FIGURE LEGENDS Figure 1. CDK1 and genes associated with Wee1 inhibitor sensitivity are overexpressed in ESCA. Relative mRNA expression levels of CDK1 and WEE1 (A) or genes associated with sensitivity to Wee1 inhibitor (B) in ESCA (esophageal carcinoma) tumor (T) versus normal (N) tissues. Box plots were derived from Gene Expression Profiling Interactive Analysis (GEPIA) based on TCGA and GTEx databases. Red and black boxes represent the relative mRNA expression levels of the genes in the tumor and normal samples, respectively.
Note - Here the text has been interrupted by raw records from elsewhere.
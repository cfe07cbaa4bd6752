//! Camera capture errors

use thiserror::Error;

#[derive(Error, Debug)]
pub enum CaptureError {
    /// A single device request failed; the next constraint set is tried
    #[error("camera unavailable: {0}")]
    Unavailable(String),
    #[error("camera permission denied")]
    PermissionDenied,
    #[error("No video device found after all attempts.")]
    NoDevice,
    #[error("camera produced no frame within {0:?}")]
    Timeout(std::time::Duration),
    #[error("camera acquisition thread stopped unexpectedly")]
    Disconnected,
    #[error("image error: {0}")]
    Image(#[from] image::ImageError),
    #[error("IO error: {0}")]
    Io(#[from] std::io::Error),
}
The y-axis represents the relative mRNA expression levels of the genes in terms of log2 (TPM+1). Tumor samples=182; normal samples=286, *p<0.05. TPM= transcripts per million. Figure 2. AZD1775 effectively sensitizes esophageal cancer cells to radiation. (A) IC50s of AZD1775 in esophageal cancer cells. OE33, SK4, FLO1 and KYSE cells were treated with different concentrations of AZD1775 for 72 hr. The cell viability was assessed by alamarBlue assay, and IC50 values were calculated. (B) Cells were cultured in media containing 100 nM AZD1775 at 3 hr prior to radiation with 0 (no IR), 2, 4, 6 and 8 Gy doses, followed by radiation clonogenic survival assay. Each dose was prepared in triplicate per experiment, and no less than 2 experiments were performed per cell line. Dose enhancement ratios (DER) at 2 Gy were compared between vehicle and AZD1755. *p<0.05, **p<0.01.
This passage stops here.